─── MATERIALS PROVIDED ───

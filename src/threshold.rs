//! Score thresholding and overlap-threshold sweeps.

use crate::error::{Result, VocEvalError};
use crate::types::Detection;

/// Keep the detections whose best category score reaches `threshold`.
///
/// Suppressed scores do not count; a detection suppressed in every category is
/// dropped. Applying the same threshold twice gives the same result.
///
/// # Errors
///
/// Returns an error if the threshold is not in the valid range [0.0, 1.0].
///
/// # Example
///
/// ```
/// use voc_eval::geometry::VocBox;
/// use voc_eval::shape::Shape;
/// use voc_eval::threshold::prune;
/// use voc_eval::types::Detection;
///
/// let shape = Shape::new(VocBox::new(0, 0, 10, 10).unwrap());
/// let detections = vec![
///     Detection::new(shape.clone(), vec![0.9, 0.1]),
///     Detection::new(shape, vec![0.3, 0.1]),
/// ];
///
/// let kept = prune(&detections, 0.5).unwrap();
/// assert_eq!(kept.len(), 1);
/// ```
pub fn prune(detections: &[Detection], threshold: f32) -> Result<Vec<Detection>> {
    validate_threshold(threshold)?;

    Ok(detections
        .iter()
        .filter(|d| d.best().is_some_and(|(_, score)| score >= threshold))
        .cloned()
        .collect())
}

/// Inclusive sequence `start, start + step, ..., stop` of overlap thresholds.
///
/// Values are computed as `start + i * step` so rounding does not accumulate; the last
/// value is kept when it lands within a small tolerance of `stop`.
///
/// # Errors
///
/// Returns an error if either bound is outside [0.0, 1.0], `start > stop`, or
/// `step` is not positive.
///
/// # Example
///
/// ```
/// use voc_eval::threshold::overlap_threshold_range;
///
/// let thresholds = overlap_threshold_range(0.5, 0.95, 0.05).unwrap();
/// assert_eq!(thresholds.len(), 10);
/// assert!((thresholds[9] - 0.95).abs() < 1e-6);
/// ```
pub fn overlap_threshold_range(start: f32, stop: f32, step: f32) -> Result<Vec<f32>> {
    validate_threshold(start)?;
    validate_threshold(stop)?;

    if start > stop {
        return Err(VocEvalError::InvalidThreshold(format!(
            "Start threshold ({}) must be <= stop threshold ({})",
            start, stop
        )));
    }
    if !(step > 0.0) {
        return Err(VocEvalError::InvalidThreshold(format!(
            "Threshold step must be positive, got {}",
            step
        )));
    }

    let steps = ((stop - start) / step + 1e-4).floor() as usize;
    Ok((0..=steps).map(|i| start + step * i as f32).collect())
}

/// Validate that a threshold is in the valid range [0.0, 1.0].
pub(crate) fn validate_threshold(threshold: f32) -> Result<()> {
    if !(0.0..=1.0).contains(&threshold) {
        return Err(VocEvalError::InvalidThreshold(format!(
            "Threshold must be between 0.0 and 1.0, got {}",
            threshold
        )));
    }
    Ok(())
}
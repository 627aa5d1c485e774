//! Ground-truth sources and the per-image index consumed by evaluation.
//!
//! Annotation formats (VOC XML, COCO JSON, segmentation masks) are parsed outside this
//! crate. Each format exposes its images through [`GroundTruthSource`]; evaluation only
//! ever sees the resulting [`GroundTruthObject`] lists.

use std::collections::HashMap;

use rayon::prelude::*;
use tracing::debug;

use crate::category::CategoryCatalog;
use crate::error::{Result, VocEvalError};
use crate::geometry::VocBox;
use crate::shape::Shape;
use crate::types::GroundTruthObject;

/// One annotated image from any annotation format.
pub trait GroundTruthSource: Send + Sync {
    fn image_id(&self) -> &str;

    /// `(width, height)` of the original image in pixels.
    fn image_size(&self) -> (usize, usize);

    /// Objects of the image, optionally mapped through an augmentation transform.
    fn objects(&self, transform: Option<&BoxTransform>) -> Result<Vec<GroundTruthObject>>;
}

/// Box-level augmentation applied to ground truth when building training targets.
///
/// The steps run in order: translate by a fraction of the image size, optionally mirror
/// horizontally, scale to the network input size and clip to it.
#[derive(Debug, Clone, Copy, PartialEq)]
pub struct BoxTransform {
    pub x_translation: f32,
    pub y_translation: f32,
    pub flip: bool,
    pub network_width: usize,
    pub network_height: usize,
}

impl BoxTransform {
    /// Resize-only transform to a network input of the given size.
    pub fn resize_only(network_width: usize, network_height: usize) -> Self {
        Self {
            x_translation: 0.0,
            y_translation: 0.0,
            flip: false,
            network_width,
            network_height,
        }
    }

    /// Map a box from an image of `image_width x image_height` into network space.
    ///
    /// The result is [`VocBox::INVALID`] when the box leaves the network frame.
    pub fn apply(&self, voc_box: VocBox, image_width: usize, image_height: usize) -> VocBox {
        let tx = (self.x_translation * image_width as f32) as i32;
        let ty = (self.y_translation * image_height as f32) as i32;

        let mut result = voc_box.translate(tx, ty);
        if self.flip {
            result = result.flip_vertical(image_width as i32);
        }

        let sx = self.network_width as f32 / image_width as f32;
        let sy = self.network_height as f32 / image_height as f32;
        result
            .scale(sx, sy)
            .clip_to_image_boundaries(self.network_width as i32, self.network_height as i32)
    }
}

/// In-memory annotated image.
#[derive(Debug, Clone, PartialEq)]
pub struct AnnotatedImage {
    pub image_id: String,
    pub width: usize,
    pub height: usize,
    pub objects: Vec<GroundTruthObject>,
}

impl AnnotatedImage {
    pub fn new(image_id: impl Into<String>, width: usize, height: usize, objects: Vec<GroundTruthObject>) -> Self {
        Self {
            image_id: image_id.into(),
            width,
            height,
            objects,
        }
    }
}

impl GroundTruthSource for AnnotatedImage {
    fn image_id(&self) -> &str {
        &self.image_id
    }

    fn image_size(&self) -> (usize, usize) {
        (self.width, self.height)
    }

    /// Transformed objects carry box-only shapes; masks are not warped.
    fn objects(&self, transform: Option<&BoxTransform>) -> Result<Vec<GroundTruthObject>> {
        let Some(transform) = transform else {
            return Ok(self.objects.clone());
        };

        Ok(self
            .objects
            .iter()
            .map(|object| GroundTruthObject {
                shape: Shape::new(transform.apply(object.shape.voc_box(), self.width, self.height)),
                ..object.clone()
            })
            .collect())
    }
}

/// Ground-truth objects grouped by image id.
#[derive(Debug, Clone, Default)]
pub struct GroundTruthIndex {
    images: HashMap<String, Vec<GroundTruthObject>>,
}

impl GroundTruthIndex {
    /// Load every source in parallel and index the objects by image id.
    ///
    /// Sources sharing an image id are merged.
    ///
    /// # Errors
    ///
    /// Returns the first error reported by a source.
    pub fn build<S: GroundTruthSource>(sources: &[S]) -> Result<Self> {
        let loaded = sources
            .par_iter()
            .map(|source| -> Result<(String, Vec<GroundTruthObject>)> {
                Ok((source.image_id().to_string(), source.objects(None)?))
            })
            .collect::<Result<Vec<_>>>()?;

        let index = Self::from_objects(loaded);
        debug!(
            images = index.len(),
            objects = index.images.values().map(Vec::len).sum::<usize>(),
            "built ground-truth index"
        );
        Ok(index)
    }

    /// Index already-loaded objects.
    pub fn from_objects<I, K>(objects: I) -> Self
    where
        I: IntoIterator<Item = (K, Vec<GroundTruthObject>)>,
        K: Into<String>,
    {
        let mut images: HashMap<String, Vec<GroundTruthObject>> = HashMap::new();
        for (image_id, image_objects) in objects {
            images.entry(image_id.into()).or_default().extend(image_objects);
        }
        Self { images }
    }

    pub fn len(&self) -> usize {
        self.images.len()
    }

    pub fn is_empty(&self) -> bool {
        self.images.is_empty()
    }

    pub fn contains(&self, image_id: &str) -> bool {
        self.images.contains_key(image_id)
    }

    pub fn image_ids(&self) -> impl Iterator<Item = &str> {
        self.images.keys().map(String::as_str)
    }

    /// Objects of an image.
    ///
    /// # Errors
    ///
    /// Returns [`VocEvalError::UnknownImage`] if the image is not indexed.
    pub fn objects(&self, image_id: &str) -> Result<&[GroundTruthObject]> {
        self.images
            .get(image_id)
            .map(Vec::as_slice)
            .ok_or_else(|| VocEvalError::UnknownImage(format!("no ground truth for image '{image_id}'")))
    }

    /// Number of non-difficult objects of `category` in an image.
    pub fn object_count(&self, image_id: &str, category: usize) -> Result<usize> {
        Ok(self
            .objects(image_id)?
            .iter()
            .filter(|object| object.category_id == category && !object.difficult)
            .count())
    }

    /// Check that every object refers to a category of the catalog.
    pub fn validate(&self, catalog: &CategoryCatalog) -> Result<()> {
        for (image_id, objects) in &self.images {
            for object in objects {
                let name = catalog.name(object.category_id).map_err(|_| {
                    VocEvalError::UnknownCategory(format!(
                        "image '{}' has an object with category id {} outside the catalog of {}",
                        image_id,
                        object.category_id,
                        catalog.len()
                    ))
                })?;
                if !object.category_name.is_empty() && object.category_name != name {
                    return Err(VocEvalError::UnknownCategory(format!(
                        "image '{}' labels category {} as '{}', catalog says '{}'",
                        image_id, object.category_id, object.category_name, name
                    )));
                }
            }
        }
        Ok(())
    }
}
//! Core data types for detections, ground truth and evaluation results.

use serde::{Deserialize, Serialize};

use crate::category::one_hot;
use crate::error::Result;
use crate::geometry::VocBox;
use crate::shape::Shape;

/// A shape with one confidence per category.
///
/// A category score can be suppressed (by non-maximal suppression); a suppressed
/// score is absent rather than stored as a numeric sentinel.
#[derive(Debug, Clone, PartialEq)]
pub struct Detection {
    shape: Shape,
    scores: Vec<Option<f32>>,
}

impl Detection {
    /// Create a detection with every category score active.
    pub fn new(shape: Shape, scores: Vec<f32>) -> Self {
        Self {
            shape,
            scores: scores.into_iter().map(Some).collect(),
        }
    }

    /// Zero-score detection on a `(0, 0, 0, 0)` box, emitted for unusable grid slots.
    pub fn degenerate(category_count: usize) -> Self {
        Self::new(
            Shape::new(VocBox::new(0, 0, 0, 0).unwrap_or_default()),
            vec![0.0; category_count],
        )
    }

    pub fn shape(&self) -> &Shape {
        &self.shape
    }

    pub fn voc_box(&self) -> VocBox {
        self.shape.voc_box()
    }

    pub fn category_count(&self) -> usize {
        self.scores.len()
    }

    /// Score for `category`, `None` if suppressed or out of range.
    pub fn score(&self, category: usize) -> Option<f32> {
        self.scores.get(category).copied().flatten()
    }

    pub fn scores(&self) -> &[Option<f32>] {
        &self.scores
    }

    pub fn is_suppressed(&self, category: usize) -> bool {
        matches!(self.scores.get(category), Some(None))
    }

    /// Mark `category` as "not a detection in this category".
    pub fn suppress(&mut self, category: usize) {
        if let Some(score) = self.scores.get_mut(category) {
            *score = None;
        }
    }

    /// Highest active score and its category; the first category wins ties.
    pub fn best(&self) -> Option<(usize, f32)> {
        self.scores
            .iter()
            .enumerate()
            .filter_map(|(c, s)| s.map(|s| (c, s)))
            .fold(None, |best, (c, s)| match best {
                Some((_, best_score)) if best_score >= s => best,
                _ => Some((c, s)),
            })
    }
}

/// Single-category view of a detection, tagged with the image it came from.
#[derive(Debug, Clone, PartialEq)]
pub struct NamedCategoryDetection {
    pub image_id: String,
    pub shape: Shape,
    pub score: f32,
}

/// An annotated object.
#[derive(Debug, Clone, PartialEq)]
pub struct GroundTruthObject {
    pub shape: Shape,
    pub category_id: usize,
    /// Excluded from scoring when set.
    pub difficult: bool,
    pub category_name: String,
}

impl GroundTruthObject {
    pub fn new(shape: Shape, category_id: usize, difficult: bool, category_name: impl Into<String>) -> Self {
        Self {
            shape,
            category_id,
            difficult,
            category_name: category_name.into(),
        }
    }

    /// A detection with a one-hot score vector, as fed to target encoding.
    pub fn to_detection(&self, category_count: usize) -> Result<Detection> {
        Ok(Detection::new(
            self.shape.clone(),
            one_hot(self.category_id, category_count)?,
        ))
    }
}

/// Average precision of one category.
#[derive(Debug, Clone, PartialEq, Serialize, Deserialize)]
pub struct CategoryAp {
    pub category: String,
    pub ap: f64,
}

/// AP table and mAP at a single overlap threshold.
#[derive(Debug, Clone, PartialEq, Serialize, Deserialize)]
pub struct MapReport {
    pub overlap_threshold: f64,
    pub ap_per_category: Vec<CategoryAp>,
    pub map: f64,
}

/// mAP at each threshold of a sweep and their mean.
#[derive(Debug, Clone, PartialEq, Serialize, Deserialize)]
pub struct MapVolumeReport {
    pub per_threshold: Vec<MapReport>,
    pub map_volume: f64,
}

/// Quality score of the detections in a single image.
#[derive(Debug, Clone, PartialEq, Serialize, Deserialize)]
pub struct ImageScore {
    pub image_id: String,
    /// Sum of the overlaps of the true positives.
    pub true_positives: f64,
    pub false_positives: f64,
    pub object_count: usize,
    pub detection_count: usize,
    pub precision: f64,
    pub recall: f64,
    pub f1: f64,
    /// F1 plus a small bonus per true positive; used for ranking.
    pub score: f64,
}
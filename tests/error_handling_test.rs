//! Error handling and validation tests.

use voc_eval::category::CategoryCatalog;
use voc_eval::codec::GridCodec;
use voc_eval::error::VocEvalError;
use voc_eval::evaluator::Evaluator;
use voc_eval::geometry::{BoundingBox, VocBox};
use voc_eval::ground_truth::GroundTruthIndex;
use voc_eval::nms::non_maximal_suppression;
use voc_eval::queue::BoundedQueue;
use voc_eval::settings::{load_from_str, DetectionSettings};
use voc_eval::shape::{Mask, Shape};
use voc_eval::threshold::{overlap_threshold_range, prune};
use voc_eval::types::{Detection, GroundTruthObject, NamedCategoryDetection};

fn shape(xmin: i32, ymin: i32, xmax: i32, ymax: i32) -> Shape {
    Shape::new(VocBox::new(xmin, ymin, xmax, ymax).unwrap())
}

fn evaluator() -> Evaluator {
    let index = GroundTruthIndex::from_objects(vec![(
        "img",
        vec![GroundTruthObject::new(shape(10, 10, 50, 50), 0, false, "cat")],
    )]);
    Evaluator::new(CategoryCatalog::new(["cat", "dog"]).unwrap(), index).unwrap()
}

// ============================================================================
// GEOMETRY ERRORS
// ============================================================================

#[test]
fn test_negative_voc_box() {
    let result = VocBox::new(-1, 0, 10, 10);
    assert!(matches!(result, Err(VocEvalError::InvalidGeometry(_))));
}

#[test]
fn test_inverted_voc_box() {
    assert!(matches!(VocBox::new(10, 0, 5, 10), Err(VocEvalError::InvalidGeometry(_))));
    assert!(matches!(VocBox::new(0, 10, 10, 5), Err(VocEvalError::InvalidGeometry(_))));
}

#[test]
fn test_negative_bounding_box() {
    assert!(matches!(
        BoundingBox::new(10.0, 10.0, -1.0, 5.0),
        Err(VocEvalError::InvalidGeometry(_))
    ));
    assert!(BoundingBox::new(f32::NAN, 0.0, 1.0, 1.0).is_err());
}

#[test]
fn test_error_messages_name_the_problem() {
    let err = VocBox::new(-3, 0, 10, 10).unwrap_err();
    assert!(err.to_string().contains("Invalid geometry"));
    assert!(err.to_string().contains("-3"));
}

// ============================================================================
// CATEGORY AND IMAGE LOOKUP
// ============================================================================

#[test]
fn test_unknown_category_lookup() {
    let catalog = CategoryCatalog::new(["cat", "dog"]).unwrap();
    assert!(matches!(catalog.id("horse"), Err(VocEvalError::UnknownCategory(_))));
    assert!(matches!(catalog.name(2), Err(VocEvalError::UnknownCategory(_))));
    assert!(catalog.one_hot(2).is_err());
}

#[test]
fn test_empty_or_duplicate_catalog() {
    assert!(CategoryCatalog::new(Vec::<String>::new()).is_err());
    assert!(CategoryCatalog::new(["cat", "cat"]).is_err());
}

#[test]
fn test_ground_truth_with_wrong_category_name() {
    let index = GroundTruthIndex::from_objects(vec![(
        "img",
        vec![GroundTruthObject::new(shape(0, 0, 9, 9), 0, false, "dog")],
    )]);
    let result = Evaluator::new(CategoryCatalog::new(["cat", "dog"]).unwrap(), index);
    assert!(matches!(result, Err(VocEvalError::UnknownCategory(_))));
}

#[test]
fn test_detection_for_unknown_image() {
    let detections = vec![NamedCategoryDetection {
        image_id: "missing".to_string(),
        shape: shape(0, 0, 9, 9),
        score: 0.9,
    }];
    let result = evaluator().average_precision(&detections, 0, 0.5);
    assert!(matches!(result, Err(VocEvalError::UnknownImage(_))));

    let result = evaluator().image_score("missing", &[]);
    assert!(matches!(result, Err(VocEvalError::UnknownImage(_))));
}

// ============================================================================
// SIZE MISMATCHES
// ============================================================================

#[test]
fn test_flatten_unequal_lengths() {
    let result = evaluator().flatten(&["img", "other"], &[vec![]]);
    assert!(matches!(result, Err(VocEvalError::MismatchedSize(_))));
}

#[test]
fn test_flatten_wrong_score_count() {
    let detections = vec![vec![Detection::new(shape(0, 0, 9, 9), vec![0.5, 0.2, 0.1])]];
    let result = evaluator().flatten(&["img"], &detections);
    assert!(matches!(result, Err(VocEvalError::MismatchedSize(_))));
}

#[test]
fn test_rank_images_unequal_lengths() {
    let result = evaluator().rank_images(&["img"], &[]);
    assert!(matches!(result, Err(VocEvalError::MismatchedSize(_))));
}

#[test]
fn test_nms_mixed_category_counts() {
    let detections = vec![
        Detection::new(shape(0, 0, 9, 9), vec![0.9]),
        Detection::new(shape(0, 0, 9, 9), vec![0.9, 0.1]),
    ];
    let result = non_maximal_suppression(&detections, 0.5);
    assert!(matches!(result, Err(VocEvalError::MismatchedSize(_))));
}

#[test]
fn test_decode_wrong_buffer_length() {
    let settings = DetectionSettings::new(2, 1, 7);
    let codec = GridCodec::new(&settings).unwrap();
    let result = codec.decode(&vec![0.0; 10], 448, 448);
    assert!(matches!(result, Err(VocEvalError::MismatchedSize(_))));

    let result = codec.decode_target(&vec![0.0; 10], 448, 448);
    assert!(matches!(result, Err(VocEvalError::MismatchedSize(_))));
}

#[test]
fn test_encode_wrong_score_count() {
    let settings = DetectionSettings::new(2, 1, 7);
    let codec = GridCodec::new(&settings).unwrap();
    let detections = vec![Detection::new(shape(10, 10, 50, 50), vec![1.0])];
    let result = codec.encode(&detections, 448, 448);
    assert!(matches!(result, Err(VocEvalError::MismatchedSize(_))));
}

// ============================================================================
// MISSING SHAPE CALCULATOR
// ============================================================================

#[test]
fn test_encode_mask_without_calculator() {
    let mut settings = DetectionSettings::new(1, 1, 7);
    settings.params_per_shape_encoding = 8;
    let codec = GridCodec::new(&settings).unwrap();

    let masked = Shape::with_mask(VocBox::new(10, 10, 50, 50).unwrap(), Mask::zeros((40, 40)));
    let detections = vec![Detection::new(masked, vec![1.0])];
    let result = codec.encode(&detections, 448, 448);
    assert!(matches!(result, Err(VocEvalError::MissingCollaborator(_))));
}

#[test]
fn test_decode_target_without_calculator() {
    let mut settings = DetectionSettings::new(1, 1, 2);
    settings.params_per_shape_encoding = 2;
    let codec = GridCodec::new(&settings).unwrap();

    let layout = settings.layout();
    let mut target = vec![0.0; layout.target_len()];
    target[0] = 1.0;
    target[1] = 1.0;
    target[2..6].copy_from_slice(&[0.5, 0.5, 0.5, 0.5]);

    let result = codec.decode_target(&target, 100, 100);
    assert!(matches!(result, Err(VocEvalError::MissingCollaborator(_))));
}

// ============================================================================
// THRESHOLDS AND SETTINGS
// ============================================================================

#[test]
fn test_invalid_thresholds() {
    assert!(matches!(prune(&[], 1.5), Err(VocEvalError::InvalidThreshold(_))));
    assert!(matches!(prune(&[], -0.1), Err(VocEvalError::InvalidThreshold(_))));
    assert!(non_maximal_suppression(&[], f32::NAN).is_err());
    assert!(evaluator().average_precision(&[], 0, 2.0).is_err());
    assert!(evaluator().map(&[vec![], vec![]], -1.0).is_err());
}

#[test]
fn test_invalid_threshold_ranges() {
    assert!(overlap_threshold_range(0.9, 0.5, 0.05).is_err());
    assert!(overlap_threshold_range(0.5, 0.95, 0.0).is_err());
    assert!(overlap_threshold_range(0.5, 1.5, 0.1).is_err());
}

#[test]
fn test_invalid_settings_json() {
    assert!(matches!(load_from_str("{ invalid json"), Err(VocEvalError::JsonError(_))));

    let missing_field = r#"{ "category_count": 2, "boxes_per_cell": 1 }"#;
    assert!(matches!(load_from_str(missing_field), Err(VocEvalError::JsonError(_))));

    let zero_grid = r#"{
        "category_count": 2,
        "boxes_per_cell": 1,
        "grid_side_length": 0,
        "detection_threshold": 0.2
    }"#;
    assert!(matches!(load_from_str(zero_grid), Err(VocEvalError::InvalidSettings(_))));
}

#[test]
fn test_codec_rejects_invalid_settings() {
    let mut settings = DetectionSettings::new(2, 1, 7);
    settings.boxes_per_cell = 0;
    assert!(matches!(GridCodec::new(&settings), Err(VocEvalError::InvalidSettings(_))));
}

#[test]
fn test_queue_zero_capacity() {
    assert!(matches!(
        BoundedQueue::<Vec<Detection>>::new(0),
        Err(VocEvalError::InvalidSettings(_))
    ));
}
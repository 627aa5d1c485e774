//! Assignment of single-category detections to ground-truth objects.

use std::cmp::Ordering;
use std::collections::{BTreeSet, HashSet};

use crate::error::Result;
use crate::ground_truth::GroundTruthIndex;
use crate::metrics::iou::calculate_overlap;
use crate::shape::Shape;
use crate::types::{GroundTruthObject, NamedCategoryDetection};

/// How a detection counts towards precision and recall.
#[derive(Debug, Clone, Copy, PartialEq, Eq)]
pub enum MatchOutcome {
    TruePositive,
    FalsePositive,
    /// Matched a difficult object; counts as neither.
    DontCare,
}

/// A detection with its assignment.
#[derive(Debug, Clone, PartialEq)]
pub struct Match {
    pub image_id: String,
    pub score: f32,
    /// Index into the image's ground-truth objects of the best candidate, if any.
    pub ground_truth_index: Option<usize>,
    pub overlap: Option<f32>,
    pub outcome: MatchOutcome,
}

/// Best candidate among the objects of `category`: the one with the largest overlap.
///
/// Objects whose intersection with the shape is not positive are ignored. Ties keep
/// the earlier object.
pub fn best_ground_truth(
    shape: &Shape,
    objects: &[GroundTruthObject],
    category: usize,
    binary_threshold: Option<u8>,
) -> Result<Option<(usize, f32)>> {
    let mut best: Option<(usize, f32)> = None;
    for (index, object) in objects.iter().enumerate() {
        if object.category_id != category {
            continue;
        }
        let Some(overlap) = calculate_overlap(shape, &object.shape, binary_threshold)? else {
            continue;
        };
        if best.map_or(true, |(_, best_overlap)| overlap > best_overlap) {
            best = Some((index, overlap));
        }
    }
    Ok(best)
}

/// Match the detections of one category against the ground truth.
///
/// Detections are visited in order of decreasing score (ties in unspecified order).
/// A detection whose best overlap reaches `overlap_threshold` is a true positive the
/// first time its object is claimed, a false positive afterwards, and "don't care"
/// when the object is difficult. Every other detection is a false positive.
///
/// # Arguments
///
/// * `detections` - Detections of a single category across all images
/// * `ground_truth` - Ground truth of every image the detections refer to
/// * `category` - Category id being evaluated
/// * `overlap_threshold` - Minimum overlap for a match
/// * `binary_threshold` - Optional mask binarisation threshold
///
/// # Returns
///
/// Returns one `Match` per detection, sorted by score (descending).
///
/// # Errors
///
/// Returns [`crate::error::VocEvalError::UnknownImage`] if a detection refers to an
/// image without ground truth.
pub fn match_category(
    detections: &[NamedCategoryDetection],
    ground_truth: &GroundTruthIndex,
    category: usize,
    overlap_threshold: f32,
    binary_threshold: Option<u8>,
) -> Result<Vec<Match>> {
    let mut sorted: Vec<&NamedCategoryDetection> = detections.iter().collect();
    sorted.sort_unstable_by(|a, b| b.score.partial_cmp(&a.score).unwrap_or(Ordering::Equal));

    let mut claimed: HashSet<(&str, usize)> = HashSet::new();
    let mut matches = Vec::with_capacity(sorted.len());

    for detection in sorted {
        let objects = ground_truth.objects(&detection.image_id)?;
        let best = best_ground_truth(&detection.shape, objects, category, binary_threshold)?;

        let outcome = match best {
            Some((index, overlap)) if overlap >= overlap_threshold => {
                if objects[index].difficult {
                    MatchOutcome::DontCare
                } else if claimed.insert((detection.image_id.as_str(), index)) {
                    MatchOutcome::TruePositive
                } else {
                    MatchOutcome::FalsePositive
                }
            }
            _ => MatchOutcome::FalsePositive,
        };

        matches.push(Match {
            image_id: detection.image_id.clone(),
            score: detection.score,
            ground_truth_index: best.map(|(index, _)| index),
            overlap: best.map(|(_, overlap)| overlap),
            outcome,
        });
    }

    Ok(matches)
}

/// Number of non-difficult objects of `category`, summed over the images that appear
/// among the detections.
///
/// Images without a detection of this category do not contribute, so a category that
/// is rarely detected is measured against fewer objects.
pub fn positive_count(
    detections: &[NamedCategoryDetection],
    ground_truth: &GroundTruthIndex,
    category: usize,
) -> Result<usize> {
    let images: BTreeSet<&str> = detections.iter().map(|d| d.image_id.as_str()).collect();
    images
        .into_iter()
        .map(|image_id| ground_truth.object_count(image_id, category))
        .sum()
}
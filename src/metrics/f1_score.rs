//! F1 Score calculation.

/// Calculate F1 score from precision and recall.
///
/// F1 score is the harmonic mean of precision and recall:
/// F1 = 2 × (Precision × Recall) / (Precision + Recall)
///
/// The denominator is offset by the smallest positive `f64`, and a non-finite
/// result is reported as `0.0`.
///
/// # Example
///
/// ```
/// use voc_eval::metrics::f1_score::calculate_f1_score;
///
/// let f1 = calculate_f1_score(0.8, 0.6);
/// assert!((f1 - 0.6857).abs() < 0.001);
/// assert_eq!(calculate_f1_score(0.0, 0.0), 0.0);
/// ```
pub fn calculate_f1_score(precision: f64, recall: f64) -> f64 {
    let f1 = (2.0 * precision * recall) / (precision + recall + f64::MIN_POSITIVE);
    if f1.is_finite() {
        f1
    } else {
        0.0
    }
}

/// Ranking score of an image: F1 plus a bonus of `0.1` per (overlap-weighted) true positive.
///
/// The bonus favours images with more correct detections among those with equal F1.
pub fn calculate_image_score(f1: f64, true_positives: f64) -> f64 {
    f1 + 0.1 * true_positives
}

───

**INSTRUCTIONS TO FOLLOW:**
Restate word for word the lines of the data above, starting at the line containing "category score active." and ending at the line containing "pub fn score(&self, category: usize)", both included, and nothing more.

**RESULT FOR THIS TASK:**
    /// Create a detection with every category score active.
    pub fn new(shape: Shape, scores: Vec<f32>) -> Self {
        Self {
            shape,
            scores: scores.into_iter().map(Some).collect(),
        }
    }

    /// Zero-score detection on a `(0, 0, 0, 0)` box, emitted for unusable grid slots.
    pub fn degenerate(category_count: usize) -> Self {
        Self::new(
            Shape::new(VocBox::new(0, 0, 0, 0).unwrap_or_default()),
            vec![0.0; category_count],
        )
    }

    pub fn shape(&self) -> &Shape {
        &self.shape
    }

    pub fn voc_box(&self) -> VocBox {
        self.shape.voc_box()
    }

    pub fn category_count(&self) -> usize {
        self.scores.len()
    }

    /// Score for `category`, `None` if suppressed or out of range.
    pub fn score(&self, category: usize) -> Option<f32> {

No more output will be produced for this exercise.